Origins of Early Modernity: Concepts Flashcards
What is the Key Takeaway for this section?
Ideas of early modern history (and Europe) is full of narratives about what history means.
These narratives are the product of humans making decisions about what to include and what to exclude
What is the west?
*Is it Europe?
*Is it Christianity?
*Is it capitalism?
*Cold War concept?
What is Civilization?
*Advanced forms of agricultural and social technology?
*Civilization is a moral concept
*How much “better” is civilization?
What is hegemony?
“The water we swim in”
Hegemony is the political, economic, and military predominance of one state over other states, either regional or global.
Ex. American cultural influence all over the world
A natural force/system that is so dominant in our lives it becomes almost invisible (Christianity, we use B.C = before Christ)
Explain how morality is applied to the term “civilization”
Civilized = Good
Uncivilized = Bad
Attaching morality to civlization
Explain Fukuyama’s opinion on The American Hegemony?
Liberal democracy as the goal of history (where we are going)
- with the fall of the soviet union= thinks liberal democracy wins forever.
Book: “End of History and the Last Man”
War on terror disproved Fukuyama (ppl flipped to conservatism out of fear of Muslims)
Explain Huntington’s opinion on The American Hegemony?
History is about conflict between Christianity and Islam.
- All of history led up to this, so clearly this was inevitable.
- “still on his bs”
Book “Clash of civilizations”
What is Teological history?
when historians assume that history has a purpose and try to uncover it
What is a Hinge period?
Era between the medieval world and the modern world
What is the invention of the self?
Rise of literacy and vernacular languages = more readers and writers (not just in latin now)
*“Discovery” of the Americas = new opportunities
*Reformation = personal conscience = secular states (kind of?)
Explain the black death periods vs the bubonic plague:
Black Death (The bubonic plague pandemic) ends in the 1350s but bubonic plague remains dangerous in Europe until the 18th century
Name the three dates considered early modernity, and why they are considered that:
(These are different point of views on when early modernity is)

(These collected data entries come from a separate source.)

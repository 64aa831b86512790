/// Script block: sandboxed Lua 5.4
///
/// Expected params: { "script": "return { doubled = input.n * 2 }" }
///
/// Globals available to the script:
/// - `input`: the scalar input
/// - `responses`: upstream block responses
/// - `request`: the run's API request
/// - `index`: bulk element index (nil for scalar invocations)
/// - `block_out(name)`, `body(name)`, `status(name)`, `input_of(name)`,
///   `is_success(name)`, `has_error(name)`, `visited(name)`: DAO reads
/// - `flow_body(id)`, `latest_flow()`: data-flow reads
/// - `fail(code, message)`: mark the invocation failed
/// - `flow(id, data, failed)`: register a data flow
///
/// DAO failures raise Lua errors so a script can `pcall` them. The returned
/// value becomes the response body.

use crate::context::{
    dao::Dao,
    response::{BlockError, BlockOutput, BlockResponse, DataFlowRecord},
};
use crate::runtime::block::{Block, BlockContext};
use crate::workflow::types::BlockKind;
use async_trait::async_trait;
use mlua::{Lua, LuaSerdeExt};
use serde_json::Value;
use std::{cell::RefCell, rc::Rc};

/// Status of a script that raised an error
pub const SCRIPT_ERROR_STATUS: u16 = 500;

const CANCEL_CHECK_INSTRUCTIONS: u32 = 1000;

#[derive(Debug, Clone, Copy, Default)]
pub struct ScriptBlock;

#[async_trait]
impl Block for ScriptBlock {
    async fn execute(&self, ctx: &BlockContext) -> BlockOutput {
        let BlockKind::Script(params) = ctx.params() else {
            return ctx.fail(500, "Script block invoked with foreign params").into();
        };

        tracing::debug!("🧠 Executing Lua script for '{}'", ctx.block_name());
        let script = params.script.clone();
        let task_ctx = ctx.clone();

        // Lua state and errors are not Send; both stay on the blocking thread
        let joined = tokio::task::spawn_blocking(move || {
            run_script(&task_ctx, &script).map_err(|e| e.to_string())
        })
        .await;

        match joined {
            Ok(Ok(response)) => response.into(),
            Ok(Err(e)) => {
                tracing::warn!("⚠️ Lua script in '{}' failed: {}", ctx.block_name(), e);
                ctx.fail(SCRIPT_ERROR_STATUS, format!("Lua script failed: {}", e))
                    .into()
            }
            Err(e) => ctx
                .fail(SCRIPT_ERROR_STATUS, format!("Lua worker aborted: {}", e))
                .into(),
        }
    }
}

fn run_script(ctx: &BlockContext, script: &str) -> mlua::Result<BlockResponse> {
    let lua = Lua::new();
    let globals = lua.globals();

    // Remove dangerous globals
    for name in ["os", "io", "debug", "package", "require", "dofile", "loadfile", "load"] {
        globals.set(name, mlua::Nil)?;
    }

    globals.set("input", lua.to_value(ctx.scalar_input())?)?;
    globals.set("responses", lua.to_value(ctx.block_responses())?)?;
    globals.set("request", lua.to_value(ctx.api_request())?)?;
    globals.set("index", ctx.element_index())?;

    install_dao(&lua, ctx.dao())?;

    // Abandoned invocations stop at the next instruction batch
    let cancel = ctx.cancellation().clone();
    lua.set_hook(
        mlua::HookTriggers::new().every_nth_instruction(CANCEL_CHECK_INSTRUCTIONS),
        move |_, _| {
            if cancel.is_cancelled() {
                Err(mlua::Error::runtime("script cancelled"))
            } else {
                Ok(mlua::VmState::Continue)
            }
        },
    )?;

    let failure: Rc<RefCell<Option<BlockError>>> = Rc::new(RefCell::new(None));
    let fail_slot = Rc::clone(&failure);
    globals.set(
        "fail",
        lua.create_function(move |_, (code, message): (u16, String)| {
            *fail_slot.borrow_mut() = Some(BlockError::new(code, message));
            Ok(())
        })?,
    )?;

    let flow_ctx = ctx.clone();
    globals.set(
        "flow",
        lua.create_function(
            move |_, (id, data, failed): (String, mlua::Value, Option<bool>)| {
                let data = lua_to_json(data)?;
                let record = if failed.unwrap_or(false) {
                    DataFlowRecord::failed(
                        id,
                        data,
                        BlockError::new(SCRIPT_ERROR_STATUS, "flow reported failure by script"),
                    )
                } else {
                    DataFlowRecord::completed(id, data)
                };
                flow_ctx.register_data_flow(record);
                Ok(())
            },
        )?,
    )?;

    let result: mlua::Value = lua.load(script).eval()?;
    let body = lua_to_json(result)?;

    let failure = failure.borrow_mut().take();
    Ok(match failure {
        Some(error) => BlockResponse::failed(ctx.block_name(), error).with_body(body),
        None => ctx.respond(body),
    })
}

fn install_dao(lua: &Lua, dao: &Dao) -> mlua::Result<()> {
    let globals = lua.globals();

    let d = dao.clone();
    globals.set(
        "block_out",
        lua.create_function(move |lua, name: String| {
            let out = d.get_block_out(&name).map_err(mlua::Error::external)?;
            lua.to_value(&out)
        })?,
    )?;

    let d = dao.clone();
    globals.set(
        "body",
        lua.create_function(move |lua, name: String| {
            let entry = d.get_body(&name).map_err(mlua::Error::external)?;
            lua.to_value(&entry.neo_body)
        })?,
    )?;

    let d = dao.clone();
    globals.set(
        "status",
        lua.create_function(move |_, name: String| d.get_status(&name).map_err(mlua::Error::external))?,
    )?;

    let d = dao.clone();
    globals.set(
        "input_of",
        lua.create_function(move |lua, name: Option<String>| {
            let input = d.get_out(name.as_deref()).map_err(mlua::Error::external)?;
            lua.to_value(&input)
        })?,
    )?;

    let d = dao.clone();
    globals.set(
        "is_success",
        lua.create_function(move |_, name: String| Ok(d.is_success(&name)))?,
    )?;

    let d = dao.clone();
    globals.set(
        "has_error",
        lua.create_function(move |_, name: String| Ok(d.has_error(&name)))?,
    )?;

    let d = dao.clone();
    globals.set(
        "visited",
        lua.create_function(move |_, name: String| Ok(d.has_block_been_visited(&name)))?,
    )?;

    let d = dao.clone();
    globals.set(
        "flow_body",
        lua.create_function(move |lua, id: String| {
            let data = d.get_data_flow_body(&id).map_err(mlua::Error::external)?;
            lua.to_value(&data)
        })?,
    )?;

    let d = dao.clone();
    globals.set(
        "latest_flow",
        lua.create_function(move |lua, ()| {
            let record = d.get_latest_data_flow_out().map_err(mlua::Error::external)?;
            lua.to_value(&record)
        })?,
    )?;

    Ok(())
}

/// Convert a Lua value to JSON
///
/// Tables with keys 1..n are arrays, everything else an object. Functions and
/// userdata become null.
fn lua_to_json(lua_value: mlua::Value) -> mlua::Result<Value> {
    match lua_value {
        mlua::Value::Nil => Ok(Value::Null),
        mlua::Value::LightUserData(ud) if ud.0.is_null() => Ok(Value::Null),
        mlua::Value::Boolean(b) => Ok(Value::Bool(b)),
        mlua::Value::Integer(i) => Ok(Value::Number(serde_json::Number::from(i))),
        mlua::Value::Number(f) => Ok(serde_json::Number::from_f64(f)
            .map(Value::Number)
            .unwrap_or(Value::Null)),
        mlua::Value::String(s) => Ok(Value::String(s.to_str()?.to_string())),
        mlua::Value::Table(table) => {
            let mut is_array = true;
            let mut max_index = 0;
            let mut count = 0;

            for pair in table.pairs::<mlua::Value, mlua::Value>() {
                let (key, _) = pair?;
                count += 1;
                match key {
                    mlua::Value::Integer(i) if i > 0 => max_index = max_index.max(i as usize),
                    _ => {
                        is_array = false;
                        break;
                    }
                }
            }

            if is_array && count > 0 && count == max_index {
                let mut arr = Vec::with_capacity(max_index);
                for i in 1..=max_index {
                    arr.push(lua_to_json(table.get(i)?)?);
                }
                Ok(Value::Array(arr))
            } else {
                let mut obj = serde_json::Map::new();
                for pair in table.pairs::<mlua::Value, mlua::Value>() {
                    let (key, value) = pair?;
                    let key = match key {
                        mlua::Value::String(s) => s.to_str()?.to_string(),
                        mlua::Value::Integer(i) => i.to_string(),
                        mlua::Value::Number(f) => f.to_string(),
                        _ => continue,
                    };
                    obj.insert(key, lua_to_json(value)?);
                }
                Ok(Value::Object(obj))
            }
        }
        _ => Ok(Value::Null),
    }
}

#[cfg(test)]
mod tests {
    use super::*;
    use crate::context::{
        config::ConfigResolver,
        response::SuccessRange,
        store::{Commit, ContextStore},
    };
    use crate::workflow::types::{ApiRequest, BlockConfig, ExecutionStrategy, ScriptParams};
    use serde_json::json;
    use std::sync::Arc;

    fn context_with(store: &ContextStore, script: &str, input: Value) -> BlockContext {
        let config = Arc::new(BlockConfig {
            name: "calc".into(),
            kind: BlockKind::Script(ScriptParams { script: script.into() }),
            source: false,
            strategy: ExecutionStrategy::default(),
            relations: vec![],
            depends_on: vec![],
            terminal: false,
            timeout: None,
            input_path: None,
        });
        BlockContext::new(config, input, vec![], store.dao())
    }

    fn store() -> ContextStore {
        ContextStore::new(
            ApiRequest::from_body(json!({ "user": "ada" })),
            SuccessRange::default(),
            Arc::new(ConfigResolver::empty()),
        )
    }

    #[tokio::test]
    async fn returns_table_as_body() {
        let store = store();
        let ctx = context_with(&store, "return { doubled = input.n * 2, tags = { 'a', 'b' } }", json!({ "n": 21 }));
        let responses = ScriptBlock.execute(&ctx).await.into_responses();
        assert_eq!(responses[0].status, 200);
        assert_eq!(responses[0].body, json!({ "doubled": 42, "tags": ["a", "b"] }));
    }

    #[tokio::test]
    async fn reads_prior_blocks_through_dao() {
        let store = store();
        store.commit(Commit {
            block: "lookup".into(),
            input: json!(null),
            responses: vec![BlockResponse::ok("lookup", json!({ "score": 7 }))],
            data_flows: vec![],
        });

        let ctx = context_with(
            &store,
            r#"
            local ok, err = pcall(status, "never")
            return {
                score = body("lookup").score,
                visited = visited("lookup"),
                missing_ok = ok,
                user = request.body.user,
            }
            "#,
            json!(null),
        );
        let responses = ScriptBlock.execute(&ctx).await.into_responses();
        assert_eq!(
            responses[0].body,
            json!({ "score": 7, "visited": true, "missing_ok": false, "user": "ada" })
        );
    }

    #[tokio::test]
    async fn fail_and_flow_are_reported() {
        let store = store();
        let ctx = context_with(
            &store,
            r#"
            flow("charge-1", { amount = 10 })
            fail(402, "card declined")
            return { attempted = true }
            "#,
            json!(null),
        );
        let responses = ScriptBlock.execute(&ctx).await.into_responses();
        let error = responses[0].error.clone().unwrap();
        assert_eq!(error, BlockError::new(402, "card declined"));
        assert_eq!(responses[0].body, json!({ "attempted": true }));

        let flows = ctx.take_data_flows();
        assert_eq!(flows[0].flow_id, "charge-1");
        assert_eq!(flows[0].data, json!({ "amount": 10 }));
    }

    #[tokio::test]
    async fn cancelled_script_stops_looping() {
        let store = store();
        let ctx = context_with(&store, "while true do end", json!(null));
        let task_ctx = ctx.clone();
        let running = tokio::spawn(async move { ScriptBlock.execute(&task_ctx).await });

        tokio::time::sleep(std::time::Duration::from_millis(50)).await;
        ctx.cancellation().cancel();

        let output = tokio::time::timeout(std::time::Duration::from_secs(2), running)
            .await
            .expect("script thread should exit once cancelled")
            .unwrap();
        let responses = output.into_responses();
        assert_eq!(responses[0].status, SCRIPT_ERROR_STATUS);
        assert!(responses[0].error.as_ref().unwrap().message.contains("cancelled"));
    }

    #[tokio::test]
    async fn sandbox_hides_os() {
        let store = store();
        let ctx = context_with(&store, "return os.time()", json!(null));
        let responses = ScriptBlock.execute(&ctx).await.into_responses();
        assert_eq!(responses[0].status, SCRIPT_ERROR_STATUS);
    }
}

1350-1750 = period where the bubonic plague remained a serious threat to Europeans, includes all of the Renaissance but cuts off midway through the Enlightenment
1450-1789 = European invention of the printing press to the beginning of the French Revolution, excludes the early part of the Renaissance but includes a lot more Enlightenment
1450-1815 = European invention of the printing press to the end of the Napoleonic Wars, excludes part of the Renaissance and goes for quite a while post-French Revolution
Where does the term “early modernity” come from?
Lynn Thorndike (1885-1965) coins the term in 1926 as an alternative to Renaissance
popularized in 1990s (economic historians)
What are the pros and cons of the term “early modernity”?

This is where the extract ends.